It’s not unusual for TV to fast-track medical innovation. Take the current season of Gray’s Anatomy, which featured a major storyline about a “cure” for Parkinson’s disease. The drama series followed a team of researchers and doctors as they used a groundbreaking surgical procedure using skin-derived stem cells.
In real life, despite decades of research and huge gains in technical knowledge around stem cell therapies for Parkinson’s disease, those treatments remain out of reach for most people with the disease. Parkinson’s is a brain disorder that worsens over time and causes the death of certain nerve cells that normally produce dopamine, which helps coordinate muscle movement. The most commonly used surgical treatment for Parkinson’s is deep brain stimulationwhich delivers electrical pulses to brain areas affecting motor symptoms, such as tremors and rigidity.
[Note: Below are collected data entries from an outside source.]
//! Dialect selection for the query front end.
//!
//! Two grammar/desugaring variants are supported: `v1_9` and `v2_0`. They
//! share most of the surface grammar but differ in pattern semantics,
//! boolean literal lowering, the relationship-type list separator, and a
//! handful of dialect-gated clauses (`UNION`, schema DDL, label actions,
//! list comprehension, generic `CASE`, `reduce`, hints, bare `MATCH`).

use std::fmt;

/// A concrete grammar/desugaring dialect.
#[derive(Debug, Clone, Copy, PartialEq, Eq, Hash)]
pub enum Dialect {
    /// The older dialect: `|` type separator, `?`/`!` nullable postfix
    /// operators, boolean literals as plain values, no `UNION`, no schema
    /// DDL, no bare `MATCH` without `START`.
    V1_9,
    /// The newer dialect: `|:` type separator, optional-node propagation,
    /// `true`/`false` lowered to `True()`/`Not(True())`, `UNION`, schema DDL,
    /// label actions, list comprehension/extract, generic `CASE`, `reduce`,
    /// hints, bare `MATCH`.
    V2_0,
}

impl Dialect {
    /// The dialect chosen when no directive and no explicit selector apply.
    ///
    /// Open question (recorded in DESIGN.md): nothing pins down which
    /// dialect `default` resolves to. We pin `default` to the newer
    /// dialect, matching how a `cypher` front end
    /// that is still actively gaining features would set its own default.
    pub fn default_dialect() -> Dialect {
        Dialect::V2_0
    }

    /// True for the dialect where `UNION`, schema DDL, label actions, list
    /// comprehension, generic `CASE`, `reduce`, hints, and bare `MATCH` are
    /// legal.
    pub fn is_v2(self) -> bool {
        matches!(self, Dialect::V2_0)
    }
}

impl fmt::Display for Dialect {
    fn fmt(&self, f: &mut fmt::Formatter<'_>) -> fmt::Result {
        match self {
            Dialect::V1_9 => write!(f, "v1_9"),
            Dialect::V2_0 => write!(f, "v2_0"),
        }
    }
}

/// How the caller wants the dialect resolved for a given parse.
#[derive(Debug, Clone, Copy, PartialEq, Eq)]
pub enum DialectSelector {
    /// Use exactly this dialect; a leading `cypher <version>` directive, if
    /// present, is still consumed from the token stream (so the same query
    /// text behaves the same whether or not a caller pins the dialect) but
    /// its version is ignored in favor of the explicit selector.
    Explicit(Dialect),
    /// Honor a leading `cypher <version>` directive if present, otherwise
    /// fall back to [`Dialect::default_dialect`].
    FromDirective,
}

impl Default for DialectSelector {
    fn default() -> Self {
        DialectSelector::FromDirective
    }
}

/// Parses a version token's text (as it appears after `cypher `) into a
/// [`Dialect`]. Accepts `v1_9`, `1.9`, `v2_0`, `2.0` (case-insensitive).
pub fn parse_dialect_version(text: &str) -> Option<Dialect> {
    match text.to_ascii_lowercase().as_str() {
        "v1_9" | "1.9" => Some(Dialect::V1_9),
        "v2_0" | "2.0" => Some(Dialect::V2_0),
        _ => None,
    }
}

/// Strips a leading `cypher <version> ` directive (the wire form) from
/// `source`, returning the directive's dialect (if any) and the
/// remaining query body. The directive keyword, version, and at least one
/// byte of trailing whitespace must all be present and well-formed; a
/// malformed or unrecognized prefix is left untouched and treated as not a
/// directive at all (the query body is then the whole source).
pub fn consume_dialect_directive(source: &str) -> (Option<Dialect>, &str) {
    let trimmed = source.trim_start();

    let keyword_end = trimmed
        .find(|c: char| c.is_whitespace())
        .unwrap_or(trimmed.len());
    let keyword = &trimmed[..keyword_end];
    if !keyword.eq_ignore_ascii_case("cypher") || keyword_end >= trimmed.len() {
        return (None, source);
    }

    let after_keyword = trimmed[keyword_end..].trim_start_matches([' ', '\t']);
    let version_end = match after_keyword.find(|c: char| c.is_whitespace()) {
        Some(i) => i,
        None => return (None, source),
    };
    let version_text = &after_keyword[..version_end];
    let Some(dialect) = parse_dialect_version(version_text) else {
        return (None, source);
    };

    let body = after_keyword[version_end..].trim_start_matches([' ', '\t']);
    (Some(dialect), body)
}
Still, given the stakes of this chronic progressive neurological disease facing about 1 million Americans, it’s worth unpacking just how far-fetched the Hollywood depiction is – or isn’t.
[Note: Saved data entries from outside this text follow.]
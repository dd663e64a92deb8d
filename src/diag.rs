//! Internal diagnostic model for syntax-phase errors, warnings, and notes.

use crate::ast::Span;
use miette::{Diagnostic, LabeledSpan, Report, Severity};
use std::fmt;

/// Severity level for a diagnostic.
///
/// This covers the full taxonomy required for syntax-phase diagnostics:
/// errors that prevent compilation, warnings about suspicious patterns,
/// and informational notes or advice.
#[derive(Debug, Clone, Copy, PartialEq, Eq)]
pub enum DiagSeverity {
    /// A fatal error that prevents further processing.
    Error,
    /// A warning about potentially problematic code.
    Warning,
    /// An informational note or advice.
    Note,
}

impl fmt::Display for DiagSeverity {
    fn fmt(&self, f: &mut fmt::Formatter<'_>) -> fmt::Result {
        match self {
            DiagSeverity::Error => write!(f, "error"),
            DiagSeverity::Warning => write!(f, "warning"),
            DiagSeverity::Note => write!(f, "note"),
        }
    }
}

/// The closed error-kind set, attached to a [`Diag`] via its
/// `code` (`.with_code(kind.code())`) so callers can match on `code()`
/// without parsing the message.
#[derive(Debug, Clone, Copy, PartialEq, Eq)]
pub enum ErrorKind {
    /// Illegal character, unterminated string, bad escape, malformed number.
    Lexical,
    /// Parser expected one of a set, got another.
    UnexpectedToken,
    /// A construct valid only in another dialect.
    DialectFeature,
    /// Composite-property index, or index without properties.
    SemanticArity,
    /// Invariant violation in the builder; never triggered by well-formed
    /// input.
    Internal,
}

impl ErrorKind {
    pub fn code(self) -> &'static str {
        match self {
            ErrorKind::Lexical => "E-LEX",
            ErrorKind::UnexpectedToken => "E-TOKEN",
            ErrorKind::DialectFeature => "E-DIALECT",
            ErrorKind::SemanticArity => "E-ARITY",
            ErrorKind::Internal => "E-INTERNAL",
        }
    }
}

impl fmt::Display for ErrorKind {
    fn fmt(&self, f: &mut fmt::Formatter<'_>) -> fmt::Result {
        write!(f, "{}", self.code())
    }
}

/// Role of a diagnostic label in the overall diagnostic.
#[derive(Debug, Clone, Copy, PartialEq, Eq)]
pub enum LabelRole {
    /// The primary location related to this diagnostic.
    Primary,
    /// A secondary or supporting location.
    Secondary,
}

/// A labeled span within a diagnostic.
///
/// Each label associates a span with explanatory text and indicates
/// whether it's the primary focus or a supporting context.
#[derive(Debug, Clone, PartialEq, Eq)]
pub struct DiagLabel {
    /// The span this label refers to.
    pub span: Span,
    /// The label text explaining this span's relevance.
    pub message: String,
    /// Whether this is a primary or secondary label.
    pub role: LabelRole,
}

impl DiagLabel {
    /// Creates a new primary label.
    pub fn primary(span: Span, message: impl Into<String>) -> Self {
        Self {
            span,
            message: message.into(),
            role: LabelRole::Primary,
        }
    }

    /// Creates a new secondary label.
    pub fn secondary(span: Span, message: impl Into<String>) -> Self {
        Self {
            span,
            message: message.into(),
            role: LabelRole::Secondary,
        }
    }
}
A TV-Ready Stem Cell Breakthrough
On the show, doctors take stem cells from a skin biopsy of a character with Parkinson’s disease and, “through a complex process,” transform those cells into dopamine-producing cells. People with Parkinson’s typically have low dopamine levels in the putamen, a part of the brain involved in movement. By injecting new dopamine-producing cells into the character’s forebrain, where the putamen is found, the doctors aim to boost dopamine levels.
The procedure kicks off with a CT scan, which gives the surgical team images of what’s described as “an interactive 3D roadmap” of the character’s brain. After a few more quick steps – including drilling of burr holes to prevent pressure from building up in the brain – a robotic arm brings a hollow needle into place. A researcher then removes the stem cells from a cooler and examines them under a microscope to confirm that enough cells are alive. Finally, the cells are injected into the character’s forebrain, starting with one side and then moving to the other.
Much of what’s depicted on the show is realistic – if simplified and futuristic – according to Willard Kasoff, MD, an associate professor of neurosurgery at the Lewis Katz School of Medicine at Temple University and director of stereotactic and functional neurosurgery at Temple University Hospital.
“It’s not science fiction, but it’s a future show,” he says.
The Reality of Stem Cell Treatments for Parkinson’s Disease
There have been several exciting stem cell innovations targeting Parkinson’s in recent years that, on the surface, are reminiscent of Gray’s Anatomy‘s televised “cure.”
In 2017 and 2018, for instance, doctors reprogrammed skin cells taken from a person with Parkinson’s to create “replacement dopamine neurons, ” which got implanted into the person’s brain. More recently, a clinical trial involved injecting stem cells into the brains of people with Parkinson’s in order to restore their dopamine levels, complete with a GPS-like brain scan showing neurosurgeons where to inject the cells. Upcoming clinical trials will also use Parkinson’s patients’ skin cells to produce replacement dopamine neurons for transplantation.
But such treatments will not necessarily be widely available anytime soon, according to Kasoff. “Cell transplantation is incredibly difficult and complicated,” he says. “It’s been worked on for decades, and it’s still early, early research trials. So even that kind of therapy is likely years and years away.”
Some of therapies rely on genetic engineering to convert stem cells into neural progenitor cells, which can change into various cell types found in the brain – a process known as differentiating. Neurosurgeons can also direct how neural progenitor cells change, such as guiding them to become dopamine neurons. The hope is that once those cells are transplanted into the brain, they’ll “figure out what to do, or be told what to do by the surrounding cells,” says Kasoff.
A Future Cure?
Even if the trials succeed, they may not represent a cure. Because the treatments are directed at the putamen and the substantia nigra (an area where neuron loss can affect dopamine levels), they only address motor symptoms. Parkinson’s disease also affects thinking skills, balance, and other functions throughout the body. Cognitive decline can lead to dementia and death.
“The idea that you can cure Parkinson’s by putting cells in the substantia nigra or the putamen is probably not true,” Kasoff says.
Also, Parkinson’s is often thought of as a disease of one cell type: the dopaminergic cells in the substantia nigra. But in reality, Kasoff explains, it’s likely a disease with “thousands of cell types,” which makes any potential stem cell-derived cure extremely complex. Type 1 diabetes, on the other hand, is a disease of only one cell type, and new treatments using insulin-producing cells derived from stem cells could amount to a cure.
As for Parkinson’s, says Kasoff, “it may be that the next stem cell trial hits the jackpot, and then we’ll be on to the next step.” That could mean figuring out where to transplant stem cells for the cognitive and balance-related symptoms of the disease, for instance.
Ultimately, he says, “the hope is that what happens on the show is exactly what will happen at some point in the future.”